What you need to do:
Within the entries below, find every line that has the string "first", then copy it.

Task material:
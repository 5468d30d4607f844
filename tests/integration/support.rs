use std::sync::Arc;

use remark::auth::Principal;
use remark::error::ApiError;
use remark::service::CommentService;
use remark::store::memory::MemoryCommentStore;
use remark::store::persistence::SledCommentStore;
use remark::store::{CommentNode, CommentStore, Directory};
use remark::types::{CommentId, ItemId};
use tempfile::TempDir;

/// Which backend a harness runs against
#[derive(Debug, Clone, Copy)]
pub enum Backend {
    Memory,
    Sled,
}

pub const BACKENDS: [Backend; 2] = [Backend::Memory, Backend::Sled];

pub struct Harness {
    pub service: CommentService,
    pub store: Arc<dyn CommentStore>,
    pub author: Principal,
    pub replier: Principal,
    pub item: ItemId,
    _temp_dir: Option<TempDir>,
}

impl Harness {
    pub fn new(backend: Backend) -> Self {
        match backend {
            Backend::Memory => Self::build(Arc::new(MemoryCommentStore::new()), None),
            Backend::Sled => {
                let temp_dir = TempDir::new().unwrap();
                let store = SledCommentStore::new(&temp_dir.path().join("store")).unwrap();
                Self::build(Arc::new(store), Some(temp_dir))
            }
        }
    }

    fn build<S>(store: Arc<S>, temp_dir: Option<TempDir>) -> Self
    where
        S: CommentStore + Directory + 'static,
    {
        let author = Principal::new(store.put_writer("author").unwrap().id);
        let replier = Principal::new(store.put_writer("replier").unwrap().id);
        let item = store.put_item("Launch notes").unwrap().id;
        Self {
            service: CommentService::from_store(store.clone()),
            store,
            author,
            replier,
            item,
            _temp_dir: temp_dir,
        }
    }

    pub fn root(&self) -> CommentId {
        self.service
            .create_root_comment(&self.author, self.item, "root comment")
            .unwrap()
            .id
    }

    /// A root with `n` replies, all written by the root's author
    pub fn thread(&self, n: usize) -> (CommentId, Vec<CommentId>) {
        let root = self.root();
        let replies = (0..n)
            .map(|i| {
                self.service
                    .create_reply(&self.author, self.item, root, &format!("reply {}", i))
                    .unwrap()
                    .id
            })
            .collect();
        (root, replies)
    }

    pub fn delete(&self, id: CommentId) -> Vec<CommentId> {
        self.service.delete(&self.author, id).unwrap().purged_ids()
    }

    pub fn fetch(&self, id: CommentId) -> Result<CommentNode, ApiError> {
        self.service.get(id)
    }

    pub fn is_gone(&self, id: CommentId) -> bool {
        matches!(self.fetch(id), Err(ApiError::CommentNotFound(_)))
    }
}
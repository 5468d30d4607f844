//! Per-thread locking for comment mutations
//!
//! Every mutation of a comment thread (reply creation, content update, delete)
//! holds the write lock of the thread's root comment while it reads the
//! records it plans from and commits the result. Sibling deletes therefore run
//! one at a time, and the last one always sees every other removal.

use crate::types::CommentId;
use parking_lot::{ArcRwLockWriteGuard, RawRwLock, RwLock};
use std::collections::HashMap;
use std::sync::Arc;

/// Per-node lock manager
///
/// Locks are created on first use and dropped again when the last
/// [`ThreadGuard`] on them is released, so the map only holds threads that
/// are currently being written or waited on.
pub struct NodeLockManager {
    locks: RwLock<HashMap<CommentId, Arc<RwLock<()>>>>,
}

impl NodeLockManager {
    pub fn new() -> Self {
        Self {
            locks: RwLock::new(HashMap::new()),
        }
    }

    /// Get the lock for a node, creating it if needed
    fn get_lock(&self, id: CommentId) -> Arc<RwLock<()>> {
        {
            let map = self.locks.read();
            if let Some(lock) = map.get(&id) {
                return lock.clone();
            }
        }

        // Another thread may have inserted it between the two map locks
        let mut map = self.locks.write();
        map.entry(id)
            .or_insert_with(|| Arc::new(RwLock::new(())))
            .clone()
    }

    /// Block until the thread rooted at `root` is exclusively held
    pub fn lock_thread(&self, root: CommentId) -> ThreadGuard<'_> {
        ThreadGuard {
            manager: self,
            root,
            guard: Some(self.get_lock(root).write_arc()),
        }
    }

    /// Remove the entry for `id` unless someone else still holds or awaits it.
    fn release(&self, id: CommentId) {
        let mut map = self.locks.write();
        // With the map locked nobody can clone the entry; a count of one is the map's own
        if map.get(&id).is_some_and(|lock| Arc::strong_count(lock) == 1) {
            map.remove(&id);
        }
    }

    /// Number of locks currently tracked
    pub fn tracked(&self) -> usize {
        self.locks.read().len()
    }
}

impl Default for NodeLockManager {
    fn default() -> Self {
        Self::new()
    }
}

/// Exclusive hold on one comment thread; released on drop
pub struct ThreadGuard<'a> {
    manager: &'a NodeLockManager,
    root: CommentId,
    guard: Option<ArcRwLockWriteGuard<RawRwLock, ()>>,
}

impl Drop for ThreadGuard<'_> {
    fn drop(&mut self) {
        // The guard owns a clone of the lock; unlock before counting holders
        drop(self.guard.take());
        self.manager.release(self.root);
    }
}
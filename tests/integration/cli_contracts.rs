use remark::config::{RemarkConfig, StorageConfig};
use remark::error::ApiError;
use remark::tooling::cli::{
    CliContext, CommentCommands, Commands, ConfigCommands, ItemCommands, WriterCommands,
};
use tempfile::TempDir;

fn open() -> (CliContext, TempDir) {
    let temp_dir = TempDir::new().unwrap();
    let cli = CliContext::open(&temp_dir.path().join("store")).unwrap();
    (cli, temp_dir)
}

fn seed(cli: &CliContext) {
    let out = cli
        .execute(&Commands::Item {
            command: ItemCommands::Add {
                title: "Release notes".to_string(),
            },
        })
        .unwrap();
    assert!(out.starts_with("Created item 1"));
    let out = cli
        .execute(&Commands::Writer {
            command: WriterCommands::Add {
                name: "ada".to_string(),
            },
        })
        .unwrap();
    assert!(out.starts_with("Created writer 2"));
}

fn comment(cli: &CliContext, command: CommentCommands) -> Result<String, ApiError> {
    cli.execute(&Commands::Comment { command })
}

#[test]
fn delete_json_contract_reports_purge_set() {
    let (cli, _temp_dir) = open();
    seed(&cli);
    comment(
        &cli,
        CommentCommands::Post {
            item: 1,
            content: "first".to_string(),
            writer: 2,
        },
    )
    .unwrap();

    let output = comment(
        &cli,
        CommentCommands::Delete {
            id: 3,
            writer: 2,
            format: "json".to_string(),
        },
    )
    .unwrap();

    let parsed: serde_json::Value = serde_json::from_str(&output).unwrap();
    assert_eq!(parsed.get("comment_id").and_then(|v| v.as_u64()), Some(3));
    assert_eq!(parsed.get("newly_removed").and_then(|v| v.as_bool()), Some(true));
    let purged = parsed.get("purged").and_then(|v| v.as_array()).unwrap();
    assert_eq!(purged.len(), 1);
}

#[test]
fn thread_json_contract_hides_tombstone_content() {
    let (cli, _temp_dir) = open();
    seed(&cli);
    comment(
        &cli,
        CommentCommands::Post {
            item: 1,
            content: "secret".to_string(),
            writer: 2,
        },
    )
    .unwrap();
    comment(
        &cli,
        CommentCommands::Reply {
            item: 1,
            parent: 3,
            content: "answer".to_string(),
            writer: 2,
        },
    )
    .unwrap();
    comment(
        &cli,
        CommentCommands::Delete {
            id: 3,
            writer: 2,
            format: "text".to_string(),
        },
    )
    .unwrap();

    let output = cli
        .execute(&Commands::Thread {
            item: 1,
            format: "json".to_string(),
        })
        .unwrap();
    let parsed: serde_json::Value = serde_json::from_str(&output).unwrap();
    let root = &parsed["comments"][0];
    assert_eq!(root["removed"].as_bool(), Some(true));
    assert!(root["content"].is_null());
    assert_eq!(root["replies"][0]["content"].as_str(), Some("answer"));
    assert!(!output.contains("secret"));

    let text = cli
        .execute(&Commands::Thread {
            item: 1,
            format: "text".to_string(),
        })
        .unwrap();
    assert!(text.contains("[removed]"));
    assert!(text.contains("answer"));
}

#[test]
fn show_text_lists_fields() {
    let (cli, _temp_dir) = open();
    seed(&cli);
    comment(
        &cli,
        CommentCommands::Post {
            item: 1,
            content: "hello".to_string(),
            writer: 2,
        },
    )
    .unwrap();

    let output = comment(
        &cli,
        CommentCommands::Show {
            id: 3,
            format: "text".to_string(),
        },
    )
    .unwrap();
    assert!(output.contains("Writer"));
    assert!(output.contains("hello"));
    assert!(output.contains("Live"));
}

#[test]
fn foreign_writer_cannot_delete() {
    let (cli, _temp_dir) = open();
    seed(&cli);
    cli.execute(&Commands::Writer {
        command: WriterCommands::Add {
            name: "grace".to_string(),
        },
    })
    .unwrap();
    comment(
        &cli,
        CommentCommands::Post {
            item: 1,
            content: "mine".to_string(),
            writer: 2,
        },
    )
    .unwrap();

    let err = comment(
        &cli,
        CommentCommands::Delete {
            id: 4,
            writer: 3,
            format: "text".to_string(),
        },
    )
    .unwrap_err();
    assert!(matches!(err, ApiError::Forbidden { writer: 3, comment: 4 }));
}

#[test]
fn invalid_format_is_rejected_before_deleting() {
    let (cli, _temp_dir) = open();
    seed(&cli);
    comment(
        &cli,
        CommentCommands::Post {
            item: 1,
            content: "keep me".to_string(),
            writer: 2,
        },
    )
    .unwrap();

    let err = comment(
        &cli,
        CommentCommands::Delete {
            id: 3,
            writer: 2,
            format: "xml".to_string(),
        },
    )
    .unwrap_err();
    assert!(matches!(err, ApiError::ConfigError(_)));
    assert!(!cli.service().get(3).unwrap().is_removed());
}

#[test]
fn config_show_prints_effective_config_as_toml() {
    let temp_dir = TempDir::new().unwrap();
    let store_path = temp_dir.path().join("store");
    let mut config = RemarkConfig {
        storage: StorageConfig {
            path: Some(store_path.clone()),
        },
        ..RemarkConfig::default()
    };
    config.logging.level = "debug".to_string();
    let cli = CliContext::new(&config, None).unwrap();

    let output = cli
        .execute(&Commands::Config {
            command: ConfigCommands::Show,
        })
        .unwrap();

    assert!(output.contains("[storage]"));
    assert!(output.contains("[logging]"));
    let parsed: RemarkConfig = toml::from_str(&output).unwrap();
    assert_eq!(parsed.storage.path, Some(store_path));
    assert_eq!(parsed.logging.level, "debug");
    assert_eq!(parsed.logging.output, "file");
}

Output below:
/// Locks are created on first use and dropped again when the last
            content: "first".to_string(),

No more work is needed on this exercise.